AIM OF THE EXERCISE: Only reproduce the lines from the line containing "Ok(mut stream) =>" onward, exactly, through the final line of the data below.

Stored data:
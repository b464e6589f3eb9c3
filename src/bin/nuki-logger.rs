use std::sync::Arc;

use anyhow::{bail, Context};
use log::LevelFilter;
use nuki_logger::api::{self, LogQuery, MAX_LOG_LIMIT};
use nuki_logger::config::{Cmd, Config, Opt};
use nuki_logger::pending::PendingModificationRoutine;
use nuki_logger::poller::Poller;
use nuki_logger::reservations::ReservationNames;
use nuki_logger::{health, logger, messaging, telegram};
use structopt::StructOpt;
use tokio::sync::watch;

#[tokio::main]
async fn main() -> anyhow::Result<()> {
    let opt = Opt::from_args();

    if let Cmd::Version = opt.cmd {
        println!("{} {}", env!("CARGO_PKG_NAME"), env!("CARGO_PKG_VERSION"));
        return Ok(());
    }

    // before the config, it may provide the api token
    let dotenv = dotenv::dotenv();
    let config = Config::load(&opt.config)?;

    let level = if opt.verbose {
        LevelFilter::Debug
    } else {
        logger::parse_level(&config.log_level)
    };
    logger::init(level).context("initialize logger")?;

    match dotenv {
        Ok(path) => log::info!("loaded .env from {}", path.display()),
        Err(err) => log::debug!("couldn't load .env file: {:?}", err),
    };

    match opt.cmd {
        Cmd::Server { interval } => server(&config, &opt.senders, interval).await,
        Cmd::Query {
            limit,
            from,
            to,
            json,
        } => query(&config, &opt.senders, LogQuery { limit, from, to }, json).await,
        Cmd::Version => Ok(()),
    }
}

async fn server(config: &Config, sender_names: &[String], interval: Option<u64>) -> anyhow::Result<()> {
    let senders = config.senders(sender_names, false)?;
    let client = Arc::new(api::Client::new(&config.client_options())?);
    let cache = config.open_cache().await;
    log::info!("using {} cache", cache.name());

    let (shutdown_tx, shutdown_rx) = watch::channel(false);
    tokio::spawn(wait_for_signal(shutdown_tx));

    let mut tasks = Vec::new();
    if config.server.health_check_port > 0 {
        let port = config.server.health_check_port;
        let listener = health::bind(port)
            .await
            .with_context(|| format!("start health check on port {}", port))?;
        let shutdown = shutdown_rx.clone();
        tasks.push(tokio::spawn(async move {
            if let Err(err) = health::serve(listener, shutdown).await {
                log::error!("health check failed: {:?}", err);
            }
        }));
    }

    if config.telegram_bot.enabled {
        let (routine, handle) = PendingModificationRoutine::start(
            client.clone(),
            client.clone(),
            Arc::clone(&cache),
            config.routine_options(),
            shutdown_rx.clone(),
        )
        .await;
        tasks.push(handle);

        let bot_api = config.bot_api().context("create telegram bot")?;
        telegram::notify_pending_results(&routine, bot_api.clone());

        let readers = telegram::BotReaders {
            logs: client.clone(),
            smartlock: client.clone(),
            auths: client.clone(),
            reservations: client.clone(),
        };
        let bot = telegram::Bot::new(bot_api, config.bot_options()?, readers, routine);
        tasks.push(tokio::spawn(bot.run(shutdown_rx.clone())));
    }

    let poller = Poller::new(
        client.clone(),
        client.clone(),
        ReservationNames::new(client.clone()),
        senders,
        cache,
        config.poller_options(interval),
    );
    poller.run(shutdown_rx).await;

    for task in tasks {
        if let Err(err) = task.await {
            log::warn!("task failed: {:?}", err);
        }
    }
    Ok(())
}

async fn query(
    config: &Config,
    sender_names: &[String],
    query: LogQuery,
    json: bool,
) -> anyhow::Result<()> {
    if !(1..=MAX_LOG_LIMIT).contains(&query.limit) {
        bail!("limit must be between 1 and {}", MAX_LOG_LIMIT);
    }

    let senders = config.senders(sender_names, json)?;
    let client = Arc::new(api::Client::new(&config.client_options())?);
    let logs = client.fetch_logs(&query).await?;

    let mut names = ReservationNames::new(client.clone());
    let mut events = Vec::with_capacity(logs.len());
    for log in logs.into_iter().rev() {
        events.push(names.event(log).await);
    }

    let failed = messaging::dispatch(&senders, &events).await;
    if failed > 0 {
        bail!("{} sender(s) failed", failed);
    }
    Ok(())
}

async fn wait_for_signal(shutdown: watch::Sender<bool>) {
    #[cfg(unix)]
    let terminate = async {
        use tokio::signal::unix::{signal, SignalKind};
        match signal(SignalKind::terminate()) {
            Ok(mut stream) => {
                stream.recv().await;
            }
            Err(err) => {
                log::warn!("couldn't listen for SIGTERM: {:?}", err);
                std::future::pending::<()>().await;
            }
        }
    };
    #[cfg(not(unix))]
    let terminate = std::future::pending::<()>();

    tokio::select! {
        res = tokio::signal::ctrl_c() => match res {
            Ok(()) => log::info!("received ctrl+c signal"),
            Err(err) => log::warn!("couldn't listen for ctrl+c: {:?}", err),
        },
        _ = terminate => log::info!("received SIGTERM"),
    }

    let _ = shutdown.send(true);
}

ANSWER BOX:
            Ok(mut stream) => {
                stream.recv().await;
            }
            Err(err) => {
                log::warn!("couldn't listen for SIGTERM: {:?}", err);
                std::future::pending::<()>().await;
            }
        }
    };
    #[cfg(not(unix))]
    let terminate = std::future::pending::<()>();

    tokio::select! {
        res = tokio::signal::ctrl_c() => match res {
            Ok(()) => log::info!("received ctrl+c signal"),
            Err(err) => log::warn!("couldn't listen for ctrl+c: {:?}", err),
        },
        _ = terminate => log::info!("received SIGTERM"),
    }

    let _ = shutdown.send(true);
}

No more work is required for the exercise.